> _Exercise brief_: Lines from the one containing "fn extend<I: IntoIterator<Item" through the end of the material below should be given again exactly, with no others.

> _Data listing_:
BEGIN

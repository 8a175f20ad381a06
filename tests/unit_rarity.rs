// Unit tests for the rarity formula over frozen tables.

use rarity::models::{Member, Traits};
use rarity::pipeline::rank::select_top_k;
use rarity::scoring::rarity::compute_rarity;
use rarity::stats::tables::FrequencyTables;

fn member(id: u32, pairs: &[(&str, &str)]) -> Member {
    let traits: Traits = pairs
        .iter()
        .map(|(c, v)| (c.to_string(), v.to_string()))
        .collect();
    Member::new(id, traits)
}

fn red_blue_collection() -> Vec<Member> {
    vec![
        member(1, &[("bg", "red")]),
        member(2, &[("bg", "red")]),
        member(3, &[("bg", "blue")]),
        member(4, &[("bg", "red")]),
    ]
}

// ============================================================
// Worked example: three red, one blue
// ============================================================

#[test]
fn red_blue_tables() {
    let tables = FrequencyTables::from_members(&red_blue_collection());
    assert_eq!(tables.frequency("bg", "red"), Some(3));
    assert_eq!(tables.frequency("bg", "blue"), Some(1));
    assert_eq!(tables.distinct_values("bg"), Some(2));
}

#[test]
fn red_blue_scores() {
    let members = red_blue_collection();
    let tables = FrequencyTables::from_members(&members);

    let blue = compute_rarity(&members[2], &tables).score;
    assert!((blue - 0.5).abs() < 1e-12, "Expected 0.5, got {blue}");

    for red in [&members[0], &members[1], &members[3]] {
        let s = compute_rarity(red, &tables).score;
        assert!((s - 0.1667).abs() < 1e-4, "Expected ~0.1667, got {s}");
    }
}

#[test]
fn red_blue_top_one_is_blue() {
    let members = red_blue_collection();
    let tables = FrequencyTables::from_members(&members);
    let scores = members.iter().map(|m| rarity::models::RankedMember {
        id: m.id,
        score: compute_rarity(m, &tables).score,
    });
    let top = select_top_k(scores, 1);
    assert_eq!(top.len(), 1);
    assert_eq!(top[0].id, 3);
}

// ============================================================
// Determinism
// ============================================================

#[test]
fn score_ignores_arrival_order_of_other_members() {
    let members = vec![
        member(1, &[("bg", "red"), ("eyes", "laser"), ("hat", "crown")]),
        member(2, &[("bg", "red"), ("eyes", "sleepy")]),
        member(3, &[("bg", "teal"), ("eyes", "sleepy"), ("hat", "cap")]),
        member(4, &[("bg", "red"), ("eyes", "sleepy"), ("hat", "cap")]),
    ];
    let forward = FrequencyTables::from_members(&members);
    let backward = FrequencyTables::from_members(members.iter().rev());

    for m in &members {
        let a = compute_rarity(m, &forward).score;
        let b = compute_rarity(m, &backward).score;
        assert_eq!(a.to_bits(), b.to_bits(), "member {} differs", m.id);
    }
}

#[test]
fn rarer_traits_score_higher() {
    let members = vec![
        member(1, &[("bg", "red"), ("hat", "crown")]),
        member(2, &[("bg", "red"), ("hat", "cap")]),
        member(3, &[("bg", "red"), ("hat", "cap")]),
    ];
    let tables = FrequencyTables::from_members(&members);
    let crown = compute_rarity(&members[0], &tables).score;
    let cap = compute_rarity(&members[1], &tables).score;
    assert!(crown > cap, "crown {crown} should beat cap {cap}");
}

// ============================================================
// Inconsistency signal
// ============================================================

#[test]
fn member_absent_from_tables_contributes_nothing_and_is_flagged() {
    let members = red_blue_collection();
    let tables = FrequencyTables::from_members(&members);

    let stranger = member(99, &[("bg", "green"), ("eyes", "laser")]);
    let s = compute_rarity(&stranger, &tables);
    assert_eq!(s.score, 0.0);
    assert_eq!(s.missing_pairs, 2);
}

#[test]
fn complete_tables_raise_no_inconsistency() {
    let members = red_blue_collection();
    let tables = FrequencyTables::from_members(&members);
    for m in &members {
        assert_eq!(compute_rarity(m, &tables).missing_pairs, 0);
    }
}
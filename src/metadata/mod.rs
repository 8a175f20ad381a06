// Metadata provider — per-member attribute lookups.
//
// The pipeline talks to the provider only through the MetadataSource trait.
// The HTTP client is the production implementation; tests swap in
// in-memory sources.

pub mod client;
pub mod traits;
// Bounded top-K selection over a stream of scores.
//
// Keeps the K best (id, score) pairs seen so far in a min-heap whose root
// is the weakest kept entry. A new score only gets in by strictly beating
// that root, so the whole pass is O(N log K) and memory stays at K entries
// no matter how large the collection is.

use std::cmp::{Ordering, Reverse};
use std::collections::BinaryHeap;

use crate::models::{MemberId, RankedMember};

/// Heap entry. Orders by score, then by id with lower ids ranking higher,
/// so equal scores always come out in the same order.
#[derive(Debug, Clone, Copy)]
struct Entry {
    score: f64,
    id: MemberId,
}

impl PartialEq for Entry {
    fn eq(&self, other: &Self) -> bool {
        self.cmp(other) == Ordering::Equal
    }
}

impl Eq for Entry {}

impl PartialOrd for Entry {
    fn partial_cmp(&self, other: &Self) -> Option<Ordering> {
        Some(self.cmp(other))
    }
}

impl Ord for Entry {
    fn cmp(&self, other: &Self) -> Ordering {
        self.score
            .total_cmp(&other.score)
            .then_with(|| other.id.cmp(&self.id))
    }
}

impl From<Entry> for RankedMember {
    fn from(e: Entry) -> Self {
        RankedMember {
            id: e.id,
            score: e.score,
        }
    }
}

/// Bounded min-priority queue holding the K highest-scoring members.
#[derive(Debug, Clone)]
pub struct TopK {
    capacity: usize,
    heap: BinaryHeap<Reverse<Entry>>,
}

impl TopK {
    /// Create a selector that keeps at most `k` entries. `k = 0` keeps nothing.
    pub fn new(k: usize) -> Self {
        Self {
            capacity: k,
            // k may be "everything" (usize::MAX); grow lazily past this
            heap: BinaryHeap::with_capacity(k.min(4096)),
        }
    }

    /// Offer a score. Returns true if it was kept.
    ///
    /// While the heap has room every score is kept. Once full, the score
    /// must be strictly greater than the current minimum to displace it;
    /// a tie leaves the heap unchanged.
    pub fn push(&mut self, id: MemberId, score: f64) -> bool {
        if self.capacity == 0 {
            return false;
        }

        if self.heap.len() < self.capacity {
            self.heap.push(Reverse(Entry { score, id }));
            return true;
        }

        let beats_min = self
            .heap
            .peek()
            .is_some_and(|Reverse(min)| score > min.score);
        if !beats_min {
            return false;
        }

        self.heap.pop();
        self.heap.push(Reverse(Entry { score, id }));
        true
    }

    /// The weakest kept entry (the one the next push would have to beat).
    pub fn peek_min(&self) -> Option<RankedMember> {
        self.heap.peek().map(|Reverse(e)| (*e).into())
    }

    /// Remove and return the weakest kept entry.
    pub fn pop_min(&mut self) -> Option<RankedMember> {
        self.heap.pop().map(|Reverse(e)| e.into())
    }

    pub fn len(&self) -> usize {
        self.heap.len()
    }

    pub fn is_empty(&self) -> bool {
        self.heap.is_empty()
    }

    pub fn capacity(&self) -> usize {
        self.capacity
    }

    pub fn is_full(&self) -> bool {
        self.heap.len() >= self.capacity
    }

    /// Drain into a list ordered best-first (descending score, ties by ascending id).
    pub fn into_sorted_desc(mut self) -> Vec<RankedMember> {
        let mut ranked = Vec::with_capacity(self.heap.len());
        while let Some(entry) = self.pop_min() {
            ranked.push(entry);
        }
        ranked.reverse();
        ranked
    }
}

impl Extend<RankedMember> for TopK {
    fn extend<I: IntoIterator<Item = RankedMember>>(&mut self, iter: I) {
        for m in iter {
            self.push(m.id, m.score);
        }
    }
}

#[cfg(test)]
mod tests {
    use super::*;

    #[test]
    fn test_keeps_highest_scores() {
        let mut top = TopK::new(2);
        for (id, score) in [(1, 0.1), (2, 0.9), (3, 0.5), (4, 0.3)] {
            top.push(id, score);
        }
        let ids: Vec<_> = top.into_sorted_desc().iter().map(|m| m.id).collect();
        assert_eq!(ids, vec![2, 3]);
    }

    #[test]
    fn test_zero_capacity_keeps_nothing() {
        let mut top = TopK::new(0);
        assert!(!top.push(1, 10.0));
        assert!(top.is_empty());
        assert!(top.into_sorted_desc().is_empty());
    }

    #[test]
    fn test_tie_with_minimum_does_not_displace() {
        let mut top = TopK::new(1);
        assert!(top.push(1, 0.5));
        assert!(!top.push(2, 0.5));
        assert_eq!(top.peek_min().map(|m| m.id), Some(1));
    }

    #[test]
    fn test_pop_min_yields_ascending_scores() {
        let mut top = TopK::new(3);
        for (id, score) in [(1, 3.0), (2, 1.0), (3, 2.0)] {
            top.push(id, score);
        }
        assert_eq!(top.pop_min().map(|m| m.id), Some(2));
        assert_eq!(top.pop_min().map(|m| m.id), Some(3));
        assert_eq!(top.pop_min().map(|m| m.id), Some(1));
        assert_eq!(top.pop_min(), None);
    }
}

END

> _Solution_:
    fn extend<I: IntoIterator<Item = RankedMember>>(&mut self, iter: I) {
        for m in iter {
            self.push(m.id, m.score);
        }
    }
}

#[cfg(test)]
mod tests {
    use super::*;

    #[test]
    fn test_keeps_highest_scores() {
        let mut top = TopK::new(2);
        for (id, score) in [(1, 0.1), (2, 0.9), (3, 0.5), (4, 0.3)] {
            top.push(id, score);
        }
        let ids: Vec<_> = top.into_sorted_desc().iter().map(|m| m.id).collect();
        assert_eq!(ids, vec![2, 3]);
    }

    #[test]
    fn test_zero_capacity_keeps_nothing() {
        let mut top = TopK::new(0);
        assert!(!top.push(1, 10.0));
        assert!(top.is_empty());
        assert!(top.into_sorted_desc().is_empty());
    }

    #[test]
    fn test_tie_with_minimum_does_not_displace() {
        let mut top = TopK::new(1);
        assert!(top.push(1, 0.5));
        assert!(!top.push(2, 0.5));
        assert_eq!(top.peek_min().map(|m| m.id), Some(1));
    }

    #[test]
    fn test_pop_min_yields_ascending_scores() {
        let mut top = TopK::new(3);
        for (id, score) in [(1, 3.0), (2, 1.0), (3, 2.0)] {
            top.push(id, score);
        }
        assert_eq!(top.pop_min().map(|m| m.id), Some(2));
        assert_eq!(top.pop_min().map(|m| m.id), Some(3));
        assert_eq!(top.pop_min().map(|m| m.id), Some(1));
        assert_eq!(top.pop_min(), None);
    }
}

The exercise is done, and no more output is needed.